(DATASET RECORDS Opens)

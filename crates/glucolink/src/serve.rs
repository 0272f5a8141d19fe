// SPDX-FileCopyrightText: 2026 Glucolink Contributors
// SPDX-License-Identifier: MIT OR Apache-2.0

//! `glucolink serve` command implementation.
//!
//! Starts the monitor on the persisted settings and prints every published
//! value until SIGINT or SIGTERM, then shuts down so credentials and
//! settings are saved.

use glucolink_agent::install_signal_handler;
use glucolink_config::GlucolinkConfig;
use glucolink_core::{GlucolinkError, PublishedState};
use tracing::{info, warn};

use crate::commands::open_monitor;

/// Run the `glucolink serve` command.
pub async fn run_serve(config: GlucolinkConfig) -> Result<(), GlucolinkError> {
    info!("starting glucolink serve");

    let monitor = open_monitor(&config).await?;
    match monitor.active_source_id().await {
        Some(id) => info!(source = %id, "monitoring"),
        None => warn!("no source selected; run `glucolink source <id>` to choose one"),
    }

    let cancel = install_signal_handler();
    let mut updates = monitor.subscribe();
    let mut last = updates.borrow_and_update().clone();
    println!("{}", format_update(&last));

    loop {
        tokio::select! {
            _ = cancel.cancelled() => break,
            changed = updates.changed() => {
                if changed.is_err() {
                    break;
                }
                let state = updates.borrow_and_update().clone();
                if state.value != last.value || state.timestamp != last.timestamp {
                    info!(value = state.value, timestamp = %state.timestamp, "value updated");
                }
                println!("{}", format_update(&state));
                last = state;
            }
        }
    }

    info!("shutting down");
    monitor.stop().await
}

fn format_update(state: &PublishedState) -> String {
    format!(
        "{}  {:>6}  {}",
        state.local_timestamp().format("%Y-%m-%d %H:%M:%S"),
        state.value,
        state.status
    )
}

(DATASET RECORDS Closes)

An identical copy of the entries above is the expected result.

filename crates/glucolink/src/serve.rs
repository 0272f5a8141d19fe
// SPDX-FileCopyrightText: 2026 Glucolink Contributors
// SPDX-License-Identifier: MIT OR Apache-2.0

//! `glucolink serve` command implementation.
//!
//! Starts the monitor on the persisted settings and prints every published
//! value until SIGINT or SIGTERM, then shuts down so credentials and
//! settings are saved.

use glucolink_agent::install_signal_handler;
use glucolink_config::GlucolinkConfig;
use glucolink_core::{GlucolinkError, PublishedState};
use tracing::{info, warn};

use crate::commands::open_monitor;

/// Run the `glucolink serve` command.
pub async fn run_serve(config: GlucolinkConfig) -> Result<(), GlucolinkError> {
    info!("starting glucolink serve");

    let monitor = open_monitor(&config).await?;
    match monitor.active_source_id().await {
        Some(id) => info!(source = %id, "monitoring"),
        None => warn!("no source selected; run `glucolink source <id>` to choose one"),
    }

    let cancel = install_signal_handler();
    let mut updates = monitor.subscribe();
    let mut last = updates.borrow_and_update().clone();
    println!("{}", format_update(&last));

    loop {
        tokio::select! {
            _ = cancel.cancelled() => break,
            changed = updates.changed() => {
                if changed.is_err() {
                    break;
                }
                let state = updates.borrow_and_update().clone();
                if state.value != last.value || state.timestamp != last.timestamp {
                    info!(value = state.value, timestamp = %state.timestamp, "value updated");
                }
                println!("{}", format_update(&state));
                last = state;
            }
        }
    }

    info!("shutting down");
    monitor.stop().await
}

fn format_update(state: &PublishedState) -> String {
    format!(
        "{}  {:>6}  {}",
        state.local_timestamp().format("%Y-%m-%d %H:%M:%S"),
        state.value,
        state.status
    )
}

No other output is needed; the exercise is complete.